Final Tangible Property Regulations Necessitate that Many Businesses Apply for Change Of Accounting Method: IRS Form 3115; Rev Procs 2015-13 & 2015-14

Back in June 2014 I blogged about the new IRS Regulations governing tangible personal property. These regulations prompted a vigorous debate over the last 7 months between the most astute students of the US Tax Code as to what constitutes the need to file IRS Form 3115 – Change in Accounting Method for our business clients as a direct result of these new governing regulations.

Many practitioners make compelling points supporting the position that most ALL businesses MUST file IRS Form 3115 simply because the new regulations have changed so dramatically that most every business large and small alike will be impacted.

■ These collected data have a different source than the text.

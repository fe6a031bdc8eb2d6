//! 工具层：provider 抽象、能力发现与分类、执行器、stdio JSON-RPC 客户端与服务端、内置 provider

pub mod builtin;
pub mod capability;
pub mod executor;
pub mod mcp;
pub mod provider;
pub mod registry;
pub mod schema;
pub mod server;

pub use capability::{discover, CapabilityRegistry, CategoryRules, ToolCapability};
pub use executor::ToolExecutor;
pub use mcp::McpProvider;
pub use provider::{ToolProvider, ToolResult, ToolSpec};
pub use registry::{LocalProvider, Tool, ToolRegistry};
pub use schema::{args_schema, parse_args, tool_call_schema_json};
pub use server::serve;
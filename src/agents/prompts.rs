//! 指令模板
//!
//! Supervisor 模板按 data → chart → report → FINISH 的规则路由；Worker 模板在末尾拼上工具清单与调用格式。

use crate::core::Category;
use crate::tools::{tool_call_schema_json, ToolCapability};

pub const SUPERVISOR_PROMPT: &str = r#"You are a Financial Analysis Supervisor coordinating a team of specialized agents.
Your goal is to complete the USER'S REQUEST in its entirety, including every requested artifact.

Your team:
- data_analyst: Gets prices, historical data and company info.
- chart_specialist: Creates charts (saves chart files).
- news_analyst: Gets news.
- report_writer: Saves reports (saves .md files).

CURRENT STATE ANALYSIS:
Check the conversation history.
1. Has a chart been created/saved? (Look for "Chart saved to...")
2. Has a report been saved? (Look for "Report saved to...")
3. Has data been retrieved?

ROUTING RULES:
1. If data is needed but not retrieved -> data_analyst
2. If news is requested but not retrieved -> news_analyst
3. If data is ready but NO chart exists and a chart was requested -> chart_specialist
4. If a report was requested and NO report exists -> report_writer
5. If everything requested is done -> FINISH

Do NOT finish a request that asks for a report unless you see confirmation that the report was saved.
Respond with ONLY the agent name or FINISH."#;

const DATA_ANALYST_PROMPT: &str = r#"You are a Data Analyst.
Your goal: retrieve financial data using your tools.
DO NOT PLAN. DO NOT EXPLAIN.
IMMEDIATELY call the appropriate tool for the user's request.
- Use get_stock_price for current price.
- Use get_historical_data for history (include ticker AND period, e.g. period "3mo").
- Use get_stock_info for company info.
ALWAYS include the ticker parameter in EVERY tool call.
After the tool runs, give a VERY BRIEF summary and say "Ready for next step"."#;

const CHART_SPECIALIST_PROMPT: &str = r#"You are a Chart Specialist.
Your goal: create visualizations using your tools.
DO NOT PLAN. DO NOT EXPLAIN.
IMMEDIATELY call create_chart or create_comparison.
- For a single stock: create_chart (ticker AND period)
- For a comparison: create_comparison (tickers as "AAPL,MSFT" AND period)
After the tool runs, say "Chart saved successfully"."#;

const NEWS_ANALYST_PROMPT: &str = r#"You are a News Analyst.
Your goal: get news using your tools.
DO NOT PLAN. IMMEDIATELY call get_stock_news with the ticker parameter.
After the tool runs, summarize key points."#;

const REPORT_WRITER_PROMPT: &str = r#"You are a Report Writer.
Your goal: save a report using your tools.
DO NOT PLAN. IMMEDIATELY call save_report with title AND content.
Use the data provided in the conversation history to write the report content.
After the tool runs, say "Report saved successfully"."#;

/// 类别对应的基础模板
pub fn worker_prompt(category: Category) -> &'static str {
    match category {
        Category::Data => DATA_ANALYST_PROMPT,
        Category::Chart => CHART_SPECIALIST_PROMPT,
        Category::News => NEWS_ANALYST_PROMPT,
        Category::Report => REPORT_WRITER_PROMPT,
    }
}

/// 基础模板 + 可用工具清单 + 调用格式
pub fn worker_system_prompt(base: &str, capabilities: &[ToolCapability]) -> String {
    let mut prompt = String::from(base);
    prompt.push_str("\n\nAvailable tools:\n");
    if capabilities.is_empty() {
        prompt.push_str("(none; answer from the conversation history)\n");
    }
    for cap in capabilities {
        prompt.push_str(&format!(
            "- {}: {}\n  parameters: {}\n",
            cap.name(),
            cap.spec.description,
            cap.spec.input_schema
        ));
    }
    prompt.push_str(
        "\nTo call a tool, respond with ONLY a JSON object {\"tool\": \"<name>\", \"args\": {...}} \
         (or a JSON array of such objects). Schema:\n",
    );
    prompt.push_str(&tool_call_schema_json());
    prompt.push_str("\nWhen you have the results, respond in plain text without JSON.");
    prompt
}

Others still are of the opinion that simply electing the new de minimus safe harbor in and of itself necessitates filing the form.

Understanding whether your business needs to file a change in accounting method for 2014 income tax purposes is a profoundly significant matter that you must absolutely discuss with your tax practitioner for 2014 forward. Fortunately the following IRS Revenue Procedures were released Friday 1/16/2015 – just in the nick of time – and should help bring clarity.

As per the IRS announcement of:

Revenue Procedure 2015-13 updates and revises the general procedures under § 446(e) of the Internal Revenue Code and § 1.446-1(e) of the Income Tax Regulations to obtain the consent of the Commissioner of Internal Revenue (Commissioner) to change a method of accounting for federal income tax purposes. Specifically, this revenue procedure provides the general procedures to obtain the advance (non-automatic) consent of the Commissioner to change a method of accounting and provides the procedures to obtain the automatic consent of the Commissioner to change a method of accounting described in Rev. Proc. 2015-14, 2015-5 I.R.B., (or successor) (List of Automatic Changes).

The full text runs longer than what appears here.